The first set of primers are outer primers and bind outside our target location while the second set of primers or inner primers binds inside of the target location, simply.
The inner set of primers is called ‘nested primers.’ Interestingly no such experimental chances or additional reagents are required. The reaction only needs an extra set of primers.
Outer primers:
The outer primers anneal outside or flanking to the target sequence. The outer primers are primers that are upstream of the inner set of primers. The outer primers are bound to the outside to the flanking region of our target DNA.

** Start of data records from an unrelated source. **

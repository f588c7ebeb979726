//! The scene model: a keyed collection of surfaces with labels, edit
//! delegation, rigid transforms and in-place subdivision.

pub mod scene;

pub use scene::{Axis, Scene, SceneEntry, SurfaceKey, SurfaceKind};
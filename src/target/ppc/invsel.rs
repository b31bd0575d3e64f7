// Reverse instruction selection for PowerPC-64. Composite encodings are expanded here
// into the canonical nodes they stand for: D-form stores become an explicit effective
// address computation and a plain store (update forms also yield the new base), branches
// become canonical branches to a normalized target, and rotate-and-mask instructions
// become a rotate followed by an `and` with the mask the encoded bounds describe.
// Anything else goes through the pattern table in patterns.rs. Every replacement keeps
// the original node's chain and debug location, so memory operations and branches are
// emitted in the same order as before.

//! PowerPC-64 inverse selector.

use super::opcodes::PpcOpcode;
use super::patterns::select_pattern;
use crate::core::{DiagnosticKind, InverseSelector, LiftResult, Rewrite};
use crate::dag::{MemOperand, NodeId, Opcode, Payload, SdValue, ValueType};
use crate::ir::Destination;
use crate::lift::{fixup_canonical, SelectCx};

/// Ones from big-endian bit `mb` through bit `me` of a doubleword, wrapping if `mb > me`.
pub fn mask64(mb: u32, me: u32) -> u64 {
    debug_assert!(mb < 64 && me < 64);
    let begin = u64::MAX >> mb;
    let end = u64::MAX << (63 - me);
    if mb <= me {
        begin & end
    } else {
        begin | end
    }
}

/// Word variant of [`mask64`].
pub fn mask32(mb: u32, me: u32) -> u32 {
    debug_assert!(mb < 32 && me < 32);
    let begin = u32::MAX >> mb;
    let end = u32::MAX << (31 - me);
    if mb <= me {
        begin & end
    } else {
        begin | end
    }
}

#[derive(Debug, Default)]
pub struct PpcInverseSelector;

impl InverseSelector for PpcInverseSelector {
    fn transmogrify(&mut self, cx: &mut SelectCx<'_, '_>, id: NodeId) -> LiftResult<Rewrite> {
        let opcode = cx.dag.node(id).opcode;
        let Opcode::Machine(raw) = opcode else {
            return fixup_canonical(cx, id);
        };
        let Some(op) = PpcOpcode::from_raw(raw) else {
            cx.report(DiagnosticKind::NoInversePattern, id, format!("unknown machine opcode #{raw}"));
            return Ok(Rewrite::Unchanged);
        };

        match op {
            PpcOpcode::STD => select_store(cx, id, op, 8, false),
            PpcOpcode::STW => select_store(cx, id, op, 4, false),
            PpcOpcode::STDU => select_store(cx, id, op, 8, true),
            PpcOpcode::STWU => select_store(cx, id, op, 4, true),
            PpcOpcode::B => select_branch(cx, id, op, false, false),
            PpcOpcode::BA => select_branch(cx, id, op, true, false),
            PpcOpcode::BL => select_branch(cx, id, op, false, true),
            PpcOpcode::BLA => select_branch(cx, id, op, true, true),
            PpcOpcode::RLDICL => select_rldic(cx, id, op, true),
            PpcOpcode::RLDICR => select_rldic(cx, id, op, false),
            PpcOpcode::RLWINM | PpcOpcode::RLWINM8 => select_rlwinm(cx, id, op),
            _ => select_pattern(cx, id, op),
        }
    }
}

/// Base register operand of a D-form access; `(RA|0)` reads a literal zero for the
/// sentinel and the zero registers.
pub(super) fn base_or_zero(cx: &mut SelectCx<'_, '_>, ra: SdValue) -> SdValue {
    let node = cx.dag.node(ra.node);
    if node.opcode == Opcode::Register {
        if let Some(reg) = node.register() {
            if reg.is_none() || cx.reg_info.is_zero_reg(reg) {
                return cx.dag.get_constant(0, ValueType::I64);
            }
        }
    }
    ra
}

/// `EA = add(sext D, base)`.
pub(super) fn effective_address(
    cx: &mut SelectCx<'_, '_>,
    id: NodeId,
    name: &str,
    disp: SdValue,
    base: SdValue,
) -> LiftResult<SdValue> {
    let displacement = cx.immediate(id, name, disp)?;
    let loc = cx.dag.node(id).loc;
    let offset = cx.dag.get_constant(displacement as u64, ValueType::I64);
    Ok(cx.dag.get_node(Opcode::Add, &[ValueType::I64], &[offset, base], loc).into())
}

/// `STD`/`STW` and their update forms: `(chain, RS, D, RA)`.
fn select_store(
    cx: &mut SelectCx<'_, '_>,
    id: NodeId,
    op: PpcOpcode,
    size: u32,
    update: bool,
) -> LiftResult<Rewrite> {
    let results = if update { 2 } else { 1 };
    let ops = cx.expect_shape(id, op.name(), 4, results)?;
    let (chain, rs, disp, ra) = (ops[0], ops[1], ops[2], ops[3]);

    let mut mem = match cx.dag.node(id).mem {
        Some(mem) => mem,
        None => {
            cx.report(
                DiagnosticKind::MissingMemOperand,
                id,
                format!("{} without memory operand, assuming {size} bytes", op.name()),
            );
            MemOperand::store(size)
        }
    };
    mem.truncating = cx.value_type(rs).bits() > mem.bits();

    let base = if update { ra } else { base_or_zero(cx, ra) };
    let ea = effective_address(cx, id, op.name(), disp, base)?;
    let loc = cx.dag.node(id).loc;
    let store = cx.dag.get_store(chain, rs, ea, mem, loc);

    if update {
        cx.replace(id, 0, ea);
        cx.replace(id, 1, store);
    } else {
        cx.replace(id, 0, store);
    }
    Ok(Rewrite::Replaced)
}

fn branch_destination(
    cx: &SelectCx<'_, '_>,
    id: NodeId,
    op: PpcOpcode,
    target: SdValue,
    absolute: bool,
) -> LiftResult<Destination> {
    let address = cx.dag.node(id).loc.map(|loc| loc.address);
    let target_node = cx.dag.node(target.node);
    if let Payload::Target(dest) = target_node.payload {
        return Ok(match (dest, address) {
            (Destination::Relative(disp), Some(addr)) if !absolute => {
                Destination::Address(addr.wrapping_add_signed(disp))
            }
            _ => dest,
        });
    }

    let disp = cx.immediate(id, op.name(), target)?;
    Ok(match (absolute, address) {
        (true, _) => Destination::Address(disp as u64),
        (false, Some(addr)) => Destination::Address(addr.wrapping_add_signed(disp)),
        (false, None) => Destination::Relative(disp),
    })
}

/// `B`, `BA`, `BL`, `BLA`: `(chain, target)`. Link forms write the return address to
/// the link register ahead of the branch when the instruction address is known.
fn select_branch(
    cx: &mut SelectCx<'_, '_>,
    id: NodeId,
    op: PpcOpcode,
    absolute: bool,
    link: bool,
) -> LiftResult<Rewrite> {
    let ops = cx.expect_shape(id, op.name(), 2, 1)?;
    let (mut chain, target) = (ops[0], ops[1]);
    let dest = branch_destination(cx, id, op, target, absolute)?;
    let loc = cx.dag.node(id).loc;

    if link {
        match (cx.reg_info.link_register(), loc) {
            (Some(lr), Some(loc)) => {
                let ret = cx.dag.get_constant(loc.address.wrapping_add(4), ValueType::I64);
                chain = cx.dag.get_copy_to_reg(chain, lr, ret, Some(loc));
            }
            _ => log::debug!("{id}: {} without address, link register not written", op.name()),
        }
    }

    let target = cx.dag.get_target_address(dest);
    let br = cx.dag.get_node(Opcode::Br, &[ValueType::Other], &[chain, target], loc);
    cx.replace(id, 0, br.into());
    Ok(Rewrite::Replaced)
}

/// `RLDICL` (`MASK(MB, 63)`) and `RLDICR` (`MASK(0, ME)`): `(RS, SH, MB|ME)`.
fn select_rldic(cx: &mut SelectCx<'_, '_>, id: NodeId, op: PpcOpcode, clear_left: bool) -> LiftResult<Rewrite> {
    let ops = cx.expect_shape(id, op.name(), 3, 1)?;
    let sh = cx.bounded_immediate(id, op.name(), ops[1], 64)?;
    let bound = cx.bounded_immediate(id, op.name(), ops[2], 64)?;
    let mask = if clear_left { mask64(bound, 63) } else { mask64(0, bound) };
    log::trace!("{id}: {} rotate {sh}, mask {mask:#018x}", op.name());
    let loc = cx.dag.node(id).loc;

    let vt = ValueType::I64;
    let amount = cx.dag.get_constant(sh as u64, vt);
    let rotated = cx.dag.get_node(Opcode::Rotl, &[vt], &[ops[0], amount], loc);
    let mask = cx.dag.get_constant(mask, vt);
    let result = cx.dag.get_node(Opcode::And, &[vt], &[rotated.into(), mask], loc);
    cx.replace(id, 0, result.into());
    Ok(Rewrite::Replaced)
}

/// `RLWINM` and `RLWINM8`: `(RS, SH, MB, ME)`, a 32-bit rotate of the low word. The
/// doubleword form sees the rotated word replicated into both halves before masking.
fn select_rlwinm(cx: &mut SelectCx<'_, '_>, id: NodeId, op: PpcOpcode) -> LiftResult<Rewrite> {
    let ops = cx.expect_shape(id, op.name(), 4, 1)?;
    let sh = cx.bounded_immediate(id, op.name(), ops[1], 32)?;
    let mb = cx.bounded_immediate(id, op.name(), ops[2], 32)?;
    let me = cx.bounded_immediate(id, op.name(), ops[3], 32)?;
    let loc = cx.dag.node(id).loc;
    let (word_vt, dword_vt) = (ValueType::I32, ValueType::I64);

    let mut word = ops[0];
    if cx.value_type(word).bits() > 32 {
        word = cx.dag.get_node(Opcode::Truncate, &[word_vt], &[word], loc).into();
    }
    let amount = cx.dag.get_constant(sh as u64, word_vt);
    let rotated: SdValue = cx.dag.get_node(Opcode::Rotl, &[word_vt], &[word, amount], loc).into();

    let result = if op == PpcOpcode::RLWINM8 {
        let doubled = cx.dag.get_node(Opcode::BuildPair, &[dword_vt], &[rotated, rotated], loc);
        let mask = cx.dag.get_constant(mask64(mb + 32, me + 32), dword_vt);
        cx.dag.get_node(Opcode::And, &[dword_vt], &[doubled.into(), mask], loc)
    } else {
        let mask = cx.dag.get_constant(mask32(mb, me) as u64, word_vt);
        cx.dag.get_node(Opcode::And, &[word_vt], &[rotated, mask], loc)
    };
    cx.replace(id, 0, result.into());
    Ok(Rewrite::Replaced)
}

#[cfg(test)]
mod tests {
    use super::*;

    #[test]
    fn test_mask64_clear_left_has_expected_population() {
        for b in 0..64 {
            let mask = mask64(b, 63);
            assert_eq!(mask.count_ones(), 64 - b, "bound {b}");
            assert_eq!(mask & 1, 1, "run must end at bit 63");
        }
        assert_eq!(mask64(0, 63), u64::MAX);
        assert_eq!(mask64(32, 63), 0xFFFF_FFFF);
    }

    #[test]
    fn test_mask64_clear_right_and_wraparound() {
        assert_eq!(mask64(0, 0), 0x8000_0000_0000_0000);
        assert_eq!(mask64(0, 31), 0xFFFF_FFFF_0000_0000);
        assert_eq!(mask64(63, 0), 0x8000_0000_0000_0001);
        assert_eq!(mask64(60, 3), 0xF000_0000_0000_000F);
        assert_eq!(mask64(5, 5), 1 << 58);
    }

    #[test]
    fn test_mask32() {
        assert_eq!(mask32(0, 31), u32::MAX);
        assert_eq!(mask32(16, 31), 0xFFFF);
        assert_eq!(mask32(24, 7), 0xFF00_00FF);
        assert_eq!(mask32(31, 31), 1);
    }
}
// Target descriptions. A target supplies the register file, the machine opcode table
// and the inverse selector; the rest of the lifter only talks to it through the
// traits in core::target.

//! Supported targets.

pub mod ppc;

pub use ppc::PowerPc64;

use crate::core::Target;

/// Names accepted by [`target_by_name`].
pub const TARGET_NAMES: &[&str] = &["ppc64"];

pub fn target_by_name(name: &str) -> Option<Box<dyn Target>> {
    match name {
        "ppc64" | "powerpc64" => Some(Box::new(PowerPc64::new())),
        _ => None,
    }
}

In the first round of PCR, It is possible that this primer can bind to a site other than the target site and amplify it. Multiple DNA bands might be observed and lead to false-positive results. However, the magic begins with the use of the inner set of primer.
Outer primers are single-stranded and 18 to 22 nucleotides long.
Inner primers:
As we said, the inner primers are often known as nested primers and bind inside the outer primers region. Meaning, that it will bind to the first round of amplicons and that increases the reaction specificity.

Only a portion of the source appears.